The unanticipated commitment by Speaker Pelosi to allow a stand-alone vote on the bipartisan Senate infrastructure bill no later than September 27 has scrambled the Congressional calendar and put increased attention and focus on the potential for major tax changes.
Why It Matters
- House Leaders are urging committees, including the powerful Ways and Means Committee, to complete their work on the $3.5 trillion budget reconciliation bill by September 15. Ways and Means Chairman Richie Neal has indicated a formal mark-up could start the week of Sept. 6 and continue 4-5 days. (E&E Daily, Aug. 25)
- Accelerating the consideration of the $3.5 trillion reconciliation bill may allow its supporters and advocates to retain political momentum for the massive package of social safety net, environmental, tax, and other policies—momentum that could be lost once the infrastructure bill is sent to the President.
- The shortened timetable, however, puts pressure on lawmakers who are considering complex changes to the tax code that would normally require hearings, extended debate, and substantial vetting.
- The Real Estate Roundtable has raised concerns regarding a number of proposals in the President's plan that would raise the tax burden on capital formation, undermine property values and the functioning of real estate markets, and harm the industry’s ability to create jobs and support local communities through property tax revenue. These proposals include restrictions on like-kind exchanges, an elimination of the reduced tax rate on capital gains, and the taxation of unrealized gains at death.
- On Tuesday, the accounting industry expressed strong concerns with the President’s proposed changes to capital income.
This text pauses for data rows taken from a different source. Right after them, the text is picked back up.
use axum::http::StatusCode;
use axum::response::{IntoResponse, Response};
use serde_json::json;

use crate::dashboard::DashboardError;

/// Application error type that converts to HTTP responses
#[derive(Debug)]
pub enum AppError {
    BadRequest(String),
    NotFound(String),
    Unauthorized,
    /// Upstream failed and nothing was cached
    BadGateway(String),
    /// Call budget spent and nothing was cached
    ServiceUnavailable(String),
    Internal(String),
    Database(sqlx::Error),
}

impl IntoResponse for AppError {
    fn into_response(self) -> Response {
        let (status, message) = match self {
            AppError::BadRequest(msg) => (StatusCode::BAD_REQUEST, msg),
            AppError::NotFound(msg) => (StatusCode::NOT_FOUND, msg),
            AppError::Unauthorized => (
                StatusCode::UNAUTHORIZED,
                "Not authorized, no valid session".into(),
            ),
            AppError::BadGateway(msg) => {
                tracing::warn!(error = %msg, "Upstream failure reached the client");
                (StatusCode::BAD_GATEWAY, msg)
            }
            AppError::ServiceUnavailable(msg) => (StatusCode::SERVICE_UNAVAILABLE, msg),
            AppError::Internal(msg) => {
                tracing::error!(error = %msg, "Internal server error");
                (
                    StatusCode::INTERNAL_SERVER_ERROR,
                    "Internal server error".into(),
                )
            }
            AppError::Database(e) => {
                tracing::error!(error = %e, "Database error");
                (
                    StatusCode::INTERNAL_SERVER_ERROR,
                    "Internal server error".into(),
                )
            }
        };

        (
            status,
            axum::Json(json!({ "success": false, "message": message })),
        )
            .into_response()
    }
}

impl From<sqlx::Error> for AppError {
    fn from(e: sqlx::Error) -> Self {
        AppError::Database(e)
    }
}

impl From<DashboardError> for AppError {
    fn from(e: DashboardError) -> Self {
        match e {
            DashboardError::Store(e) => AppError::Database(e),
            other => {
                let message = other.to_string();
                match other.status_hint() {
                    Some(400) => AppError::BadRequest(message),
                    Some(404) => AppError::NotFound(message),
                    Some(502) => AppError::BadGateway(message),
                    Some(503) => AppError::ServiceUnavailable(message),
                    _ => AppError::Internal(message),
                }
            }
        }
    }
}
The letter noted that, “[t]he taxation of the capital gains on gift or death in many cases would be the third time that the gain is taxed.” Imposing immediate tax on transfers by gift or death is an unreasonable requirement when the transfers are non-liquid assets such as real estate, business interests, etc., because it may require the forced liquidation of some or all of the assets transferred,” they continued.
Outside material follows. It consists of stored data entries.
//! OpenRouter HTTP client

use crate::error::{OpenRouterError, Result};
use crate::types::{ChatMessage, ChatRequest};
use std::time::Duration;
use tracing::{debug, warn};

/// Models tried in order when no explicit model is requested
pub const DEFAULT_MODELS: &[&str] = &[
    "x-ai/grok-4.1-fast:free",
    "x-ai/grok-4.1-fast",
    "kwaipilot/kat-coder-pro:free",
    "nvidia/nemotron-nano-12b-v2-vl:free",
];

/// Connection settings for [`OpenRouterClient`]
#[derive(Debug, Clone)]
pub struct OpenRouterConfig {
    pub api_key: Option<String>,
    pub base_url: String,
    pub models: Vec<String>,
    /// Sent as `HTTP-Referer` for OpenRouter app attribution
    pub referer: String,
    /// Sent as `X-Title`
    pub title: String,
    pub max_tokens: u32,
}

impl Default for OpenRouterConfig {
    fn default() -> Self {
        Self {
            api_key: None,
            base_url: OpenRouterClient::DEFAULT_BASE_URL.to_string(),
            models: DEFAULT_MODELS.iter().map(|m| m.to_string()).collect(),
            referer: "http://localhost:5173".to_string(),
            title: "CryptoPal Dashboard".to_string(),
            max_tokens: 150,
        }
    }
}

/// Chat-completion client with ordered model fallback
pub struct OpenRouterClient {
    http: reqwest::Client,
    config: OpenRouterConfig,
}

impl OpenRouterClient {
    pub const DEFAULT_BASE_URL: &'static str = "https://openrouter.ai/api/v1";

    pub fn new(config: OpenRouterConfig) -> Self {
        let http = reqwest::Client::builder()
            .timeout(Duration::from_secs(30))
            .build()
            .unwrap_or_else(|_| reqwest::Client::new());

        Self { http, config }
    }

    pub fn models(&self) -> &[String] {
        &self.config.models
    }

    /// Run a completion, falling through the configured models while they
    /// report themselves unavailable. Returns the raw completion JSON.
    pub async fn chat(&self, messages: &[ChatMessage]) -> Result<serde_json::Value> {
        let mut last_error = None;

        for model in &self.config.models {
            match self.chat_with_model(model, messages).await {
                Ok(data) => return Ok(data),
                Err(e) if e.is_model_unavailable() => {
                    debug!(model = %model, error = %e, "OpenRouter model unavailable, trying next");
                    last_error = Some(e);
                }
                Err(e) => {
                    warn!(model = %model, error = %e, "OpenRouter request failed");
                    return Err(e);
                }
            }
        }

        Err(last_error.unwrap_or(OpenRouterError::NoModels))
    }

    /// Run a completion against one specific model
    pub async fn chat_with_model(
        &self,
        model: &str,
        messages: &[ChatMessage],
    ) -> Result<serde_json::Value> {
        let api_key = self
            .config
            .api_key
            .as_deref()
            .filter(|k| !k.is_empty())
            .ok_or(OpenRouterError::MissingApiKey)?;

        let url = format!(
            "{}/chat/completions",
            self.config.base_url.trim_end_matches('/')
        );
        let body = ChatRequest {
            model,
            messages,
            max_tokens: self.config.max_tokens,
        };

        let response = self
            .http
            .post(&url)
            .bearer_auth(api_key)
            .header("HTTP-Referer", &self.config.referer)
            .header("X-Title", &self.config.title)
            .json(&body)
            .send()
            .await?;

        let status = response.status();
        if !status.is_success() {
            let fallback = format!(
                "{} {}",
                status.as_u16(),
                status.canonical_reason().unwrap_or("Error")
            );
            let text = response.text().await.unwrap_or_default();
            return Err(OpenRouterError::Api {
                status: status.as_u16(),
                message: extract_error_message(&text).unwrap_or(fallback),
            });
        }

        Ok(response.json().await?)
    }
}

/// Pull `error.message` or `message` out of an OpenRouter error body
fn extract_error_message(body: &str) -> Option<String> {
    let value: serde_json::Value = serde_json::from_str(body).ok()?;
    value
        .pointer("/error/message")
        .or_else(|| value.get("message"))
        .and_then(|m| m.as_str())
        .map(|m| m.to_string())
}

#[cfg(test)]
mod tests {
    use super::*;
    use mockito::{Matcher, Server};
    use serde_json::json;

    fn config(base_url: String, models: &[&str]) -> OpenRouterConfig {
        OpenRouterConfig {
            api_key: Some("sk-test".into()),
            base_url,
            models: models.iter().map(|m| m.to_string()).collect(),
            ..OpenRouterConfig::default()
        }
    }

    #[tokio::test]
    async fn test_falls_through_unavailable_models() {
        let mut server = Server::new_async().await;
        let missing = server
            .mock("POST", "/chat/completions")
            .match_body(Matcher::PartialJson(json!({"model": "gone/model"})))
            .with_status(404)
            .with_body(json!({"error": {"message": "No endpoints found for gone/model"}}).to_string())
            .create_async()
            .await;
        let working = server
            .mock("POST", "/chat/completions")
            .match_header("authorization", "Bearer sk-test")
            .match_body(Matcher::PartialJson(json!({"model": "good/model", "max_tokens": 150})))
            .with_status(200)
            .with_header("content-type", "application/json")
            .with_body(json!({"choices": [{"message": {"content": "Hold."}}]}).to_string())
            .create_async()
            .await;

        let client = OpenRouterClient::new(config(server.url(), &["gone/model", "good/model"]));
        let data = client.chat(&[ChatMessage::user("hi")]).await.unwrap();

        assert_eq!(data["choices"][0]["message"]["content"], "Hold.");
        missing.assert_async().await;
        working.assert_async().await;
    }

    #[tokio::test]
    async fn test_other_errors_stop_immediately() {
        let mut server = Server::new_async().await;
        let first = server
            .mock("POST", "/chat/completions")
            .match_body(Matcher::PartialJson(json!({"model": "a"})))
            .with_status(401)
            .with_body(json!({"error": {"message": "Invalid key"}}).to_string())
            .create_async()
            .await;
        let second = server
            .mock("POST", "/chat/completions")
            .match_body(Matcher::PartialJson(json!({"model": "b"})))
            .with_status(200)
            .with_body("{}")
            .expect(0)
            .create_async()
            .await;

        let client = OpenRouterClient::new(config(server.url(), &["a", "b"]));
        let err = client.chat(&[ChatMessage::user("hi")]).await.unwrap_err();

        assert_eq!(err.status(), Some(401));
        assert_eq!(err.to_string(), "OpenRouter API error (401): Invalid key");
        first.assert_async().await;
        second.assert_async().await;
    }

    #[tokio::test]
    async fn test_empty_model_list() {
        let client = OpenRouterClient::new(config("http://127.0.0.1:9".into(), &[]));
        let err = client.chat(&[ChatMessage::user("hi")]).await.unwrap_err();
        assert!(matches!(err, OpenRouterError::NoModels));
    }

    #[test]
    fn test_extract_error_message() {
        assert_eq!(
            extract_error_message(r#"{"error": {"message": "bad"}}"#).as_deref(),
            Some("bad")
        );
        assert_eq!(
            extract_error_message(r#"{"message": "plain"}"#).as_deref(),
            Some("plain")
        );
        assert_eq!(extract_error_message("not json"), None);
    }
}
- Last Friday, the Tax Foundation challenged the Administration’s claim that their tax proposals would spare 97 percent of small businesses. The organization analyzed the most recent IRS data and concluded the President’s proposals would reach more than half of pass-through business income (because 54% of pass-through income is earned by taxpayers making more than $500,000).
- At the same time, lawmakers are mobilizing to ensure that the $3.5 trillion bill includes priorities such as increased investment in affordable housing. On Thursday, 111 House Democrats led by Reps. Suzan DelBene (D-WA) and Don Beyer (D-VA) wrote to Speaker Pelosi urging that the legislation include a significant expansion of the low-income housing tax credit.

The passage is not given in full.